### Problem requirements
In the data below, find the line containing "QuadSelector::new(1, 0.02, SelectionPolicy::ExhaustiveMaxArea);"; reproduce that line and all subsequent lines exactly, and nothing else.

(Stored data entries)

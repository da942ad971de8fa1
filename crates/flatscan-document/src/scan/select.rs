// SPDX-License-Identifier: PMPL-1.0-or-later
// Copyright (c) 2026 Jonathan D.A. Jewell (hyperpolymath) <jonathan.jewell@open.ac.uk>
//
// Quad selection — pick the most plausible four-sided candidate from the
// area-ranked contour list.

use flatscan_core::error::{Result, ScanError};
use flatscan_core::types::{CandidateContour, Quadrilateral, SelectionPolicy};
use tracing::{debug, instrument};

use super::detect::PolygonApproximator;

/// The winning candidate.
#[derive(Debug, Clone, Copy, PartialEq)]
pub struct Selection {
    /// Simplified four-vertex outline, in the detector's coordinate space.
    pub quad: Quadrilateral,
    /// Zero-based position of the winner in the ranked candidate list.
    pub rank: usize,
    /// Enclosed area reported by the detector.
    pub area: f64,
}

/// Walks area-ranked candidates and returns the first (or largest) one whose
/// polygon approximation has exactly four vertices.
#[derive(Debug, Clone, Copy)]
pub struct QuadSelector {
    /// Candidates examined under the greedy policy.
    pub cap: usize,
    /// Approximation tolerance as a fraction of each candidate's perimeter.
    pub tolerance: f64,
    pub policy: SelectionPolicy,
}

impl Default for QuadSelector {
    fn default() -> Self {
        Self {
            cap: 5,
            tolerance: 0.02,
            policy: SelectionPolicy::GreedyFirstK,
        }
    }
}

impl QuadSelector {
    pub fn new(cap: usize, tolerance: f64, policy: SelectionPolicy) -> Self {
        Self {
            cap,
            tolerance,
            policy,
        }
    }

    /// Select a quadrilateral from `candidates`, which must already be sorted
    /// by descending area.
    ///
    /// Returns [`ScanError::NoQuadFound`] when nothing qualifies. That is a
    /// normal outcome: the scan pipeline falls back to the unrectified image.
    #[instrument(skip_all, fields(candidates = candidates.len(), policy = ?self.policy))]
    pub fn select(
        &self,
        candidates: &[CandidateContour],
        approximator: &dyn PolygonApproximator,
    ) -> Result<Selection> {
        let selection = match self.policy {
            SelectionPolicy::GreedyFirstK => self.greedy(candidates, approximator),
            SelectionPolicy::ExhaustiveMaxArea => self.exhaustive(candidates, approximator),
        };
        match selection {
            Some(sel) => {
                debug!(rank = sel.rank, area = sel.area, "Quadrilateral selected");
                Ok(sel)
            }
            None => {
                debug!("No four-vertex candidate");
                Err(ScanError::NoQuadFound)
            }
        }
    }

    fn greedy(
        &self,
        candidates: &[CandidateContour],
        approximator: &dyn PolygonApproximator,
    ) -> Option<Selection> {
        candidates
            .iter()
            .take(self.cap)
            .enumerate()
            .find_map(|(rank, contour)| self.try_quad(rank, contour, approximator))
    }

    fn exhaustive(
        &self,
        candidates: &[CandidateContour],
        approximator: &dyn PolygonApproximator,
    ) -> Option<Selection> {
        candidates
            .iter()
            .enumerate()
            .filter_map(|(rank, contour)| self.try_quad(rank, contour, approximator))
            // Strictly-greater keeps the earliest-ranked of equal areas.
            .fold(None, |best: Option<Selection>, sel| match best {
                Some(b) if b.area >= sel.area => Some(b),
                _ => Some(sel),
            })
    }

    fn try_quad(
        &self,
        rank: usize,
        contour: &CandidateContour,
        approximator: &dyn PolygonApproximator,
    ) -> Option<Selection> {
        let approx = approximator.approximate_polygon(contour, self.tolerance);
        debug!(rank, area = contour.area, vertices = approx.len(), "Candidate simplified");
        let quad = Quadrilateral::from_slice(&approx).ok()?;
        Some(Selection {
            quad,
            rank,
            area: contour.area,
        })
    }
}

#[cfg(test)]
mod tests {
    use super::*;
    use flatscan_core::types::Point2D;

    /// Approximator that reports a preset vertex count per candidate,
    /// keyed by the contour's area.
    struct FixedCounts(Vec<(f64, usize)>);

    impl PolygonApproximator for FixedCounts {
        fn approximate_polygon(&self, contour: &CandidateContour, _tol: f64) -> Vec<Point2D> {
            let n = self
                .0
                .iter()
                .find(|(area, _)| *area == contour.area)
                .map(|(_, n)| *n)
                .unwrap_or(0);
            (0..n)
                .map(|i| Point2D::new(i as f64 * 10.0, (i * i) as f64))
                .collect()
        }
    }

    fn ranked(areas: &[f64]) -> Vec<CandidateContour> {
        areas
            .iter()
            .map(|&a| CandidateContour::new(vec![Point2D::default(); 8], a))
            .collect()
    }

    #[test]
    fn greedy_returns_only_four_vertex_candidate() {
        let candidates = ranked(&[500.0, 400.0, 300.0, 200.0, 100.0]);
        let approx = FixedCounts(vec![
            (500.0, 6),
            (400.0, 3),
            (300.0, 4),
            (200.0, 5),
            (100.0, 8),
        ]);
        let sel = QuadSelector::default().select(&candidates, &approx).unwrap();
        assert_eq!(sel.rank, 2);
        assert_eq!(sel.area, 300.0);
    }

    #[test]
    fn greedy_takes_first_match_not_largest_later() {
        let candidates = ranked(&[500.0, 400.0, 300.0]);
        let approx = FixedCounts(vec![(500.0, 7), (400.0, 4), (300.0, 4)]);
        let sel = QuadSelector::default().select(&candidates, &approx).unwrap();
        assert_eq!(sel.rank, 1);
    }

    #[test]
    fn no_four_vertex_candidate_is_not_found() {
        let candidates = ranked(&[500.0, 400.0, 300.0, 200.0, 100.0]);
        let approx = FixedCounts(vec![
            (500.0, 6),
            (400.0, 3),
            (300.0, 5),
            (200.0, 7),
            (100.0, 12),
        ]);
        assert!(matches!(
            QuadSelector::default().select(&candidates, &approx),
            Err(ScanError::NoQuadFound)
        ));
    }

    #[test]
    fn cap_hides_sixth_candidate() {
        let candidates = ranked(&[600.0, 500.0, 400.0, 300.0, 200.0, 100.0]);
        let approx = FixedCounts(vec![(100.0, 4)]);
        assert!(QuadSelector::default().select(&candidates, &approx).is_err());

        let exhaustive = QuadSelector::new(5, 0.02, SelectionPolicy::ExhaustiveMaxArea);
        assert_eq!(exhaustive.select(&candidates, &approx).unwrap().rank, 5);
    }

    #[test]
    fn exhaustive_prefers_largest_area() {
        // Not sorted: the exhaustive policy does not rely on ranking.
        let candidates = ranked(&[300.0, 900.0, 500.0]);
        let approx = FixedCounts(vec![(300.0, 4), (900.0, 4), (500.0, 4)]);
        let selector = QuadSelector::new(1, 0.02, SelectionPolicy::ExhaustiveMaxArea);
        let sel = selector.select(&candidates, &approx).unwrap();
        assert_eq!(sel.rank, 1);
        assert_eq!(sel.area, 900.0);
    }

    #[test]
    fn empty_candidates_not_found() {
        let approx = FixedCounts(Vec::new());
        assert!(QuadSelector::default().select(&[], &approx).is_err());
    }
}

### Written reply
        let selector = QuadSelector::new(1, 0.02, SelectionPolicy::ExhaustiveMaxArea);
        let sel = selector.select(&candidates, &approx).unwrap();
        assert_eq!(sel.rank, 1);
        assert_eq!(sel.area, 900.0);
    }

    #[test]
    fn empty_candidates_not_found() {
        let approx = FixedCounts(Vec::new());
        assert!(QuadSelector::default().select(&[], &approx).is_err());
    }
}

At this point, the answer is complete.